§ Directions for this task:
Give every line below again, exactly.

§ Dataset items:

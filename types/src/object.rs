//! Marker for values under agreement.

use std::hash::Hash;

/// A candidate value being voted on: a block identifier, a proposal hash,
/// any cloneable, hashable, totally ordered value.
///
/// The `Default` value stands in for "no object"; it is what an empty
/// tally's `max` reports.
pub trait Object: Clone + Eq + Hash + Ord + Default {}

impl<T: Clone + Eq + Hash + Ord + Default> Object for T {}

§ Exercise result:
filename types/src/object.rs
//! Marker for values under agreement.

use std::hash::Hash;

/// A candidate value being voted on: a block identifier, a proposal hash,
/// any cloneable, hashable, totally ordered value.
///
/// The `Default` value stands in for "no object"; it is what an empty
/// tally's `max` reports.
pub trait Object: Clone + Eq + Hash + Ord + Default {}

impl<T: Clone + Eq + Hash + Ord + Default> Object for T {}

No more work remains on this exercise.